If the factors are independent orthogonal rotation is done and if the factors are correlated, an oblique
rotation is made.

vi) Factor -loadings: loadings are those values which explain how closely the variables are related to
each one of the factors discovered. They are also known as factor-variable correlations.

Q.9) Application of factor analysis


i) Interdependency and pattern delineation : If a scientist has a table of data--say, UN votes, personality
characteristics, or answer to a questionnaire --and if he suspects that these data are interrelated in a
complex fashion, then factor analysis may be used to untangle the linear relationship into their separate
patterns.

ii) parsimony or data reduction : Factor analysis can be useful for reducing a mass of information to an
economical description. For example, data on fifty characteristics for 300 nations are unwieldy to handle,
descriptively or analytically. Nations can be more easily discussed and compared on economic
development, size, and politics dimensions, for example, than on the hundreds of characteristics each
dimension involves.
iii) structure : Factor analysis may be employed to discover the basic structure of a domain. As a case in
point, a scientist may want to uncover the primary independent lines or dimensions--such as size,
leadership, and age--of variation in group characteristics and behaviour.
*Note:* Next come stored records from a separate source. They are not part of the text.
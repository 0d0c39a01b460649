mod error;
pub mod models;
mod pool;
pub mod repositories;
mod store;

pub use error::*;
pub use pool::*;
pub use repositories::*;
pub use store::{CommitOutcome, ExecutionStore, UnitOfWork};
iv) Classification or description : Factor analysis is a tool for developing an empirical typology. 7 It can be
used to group interdependent variables into descriptive categories, such as ideology, revolution, liberal
voting and authoritarianism. It can be used to classify nation profiles into types with similar
characteristics or behavior.

V) scaling: A scientist often wishes to develop a scale on which individuals, groups, or nations can be
rated and compared. The scale may refer to such phenomenon as political participation, voting
behaviour, or conflict. A problem in developing a scale is to weight the characteristics being combined.
Factor analysis offers a solution by dividing the characteristics into independent sources of variation
(factors ).Each factor then represents a scale based on the empirical relationship among the
characteristics.

Vi) Hypothesis testing : Hypotheses abound regarding dimensions of attitude, personality, group, social
behaviour, voting, and conflict. Since the meaning usually associated with "dimension" is that of a cluster
or group of highly intercorrelated characteristics or behaviour, factor analysis may be used to test for
their empirical existence.

Vii) Data transformation: Factor analysis can be used to transform data to meet the assumptions of
other techniques. A large number of dependent variables also can be reduced through factor analysis.

Viii) Exploration : In a new domain of scientific interest like peace research, the complex interrelation of
phenomena have undergone little systematic investigation. The unknown domain may be explored
through factor analysis. It can reduce complex interrelationships to relatively simple linear expression.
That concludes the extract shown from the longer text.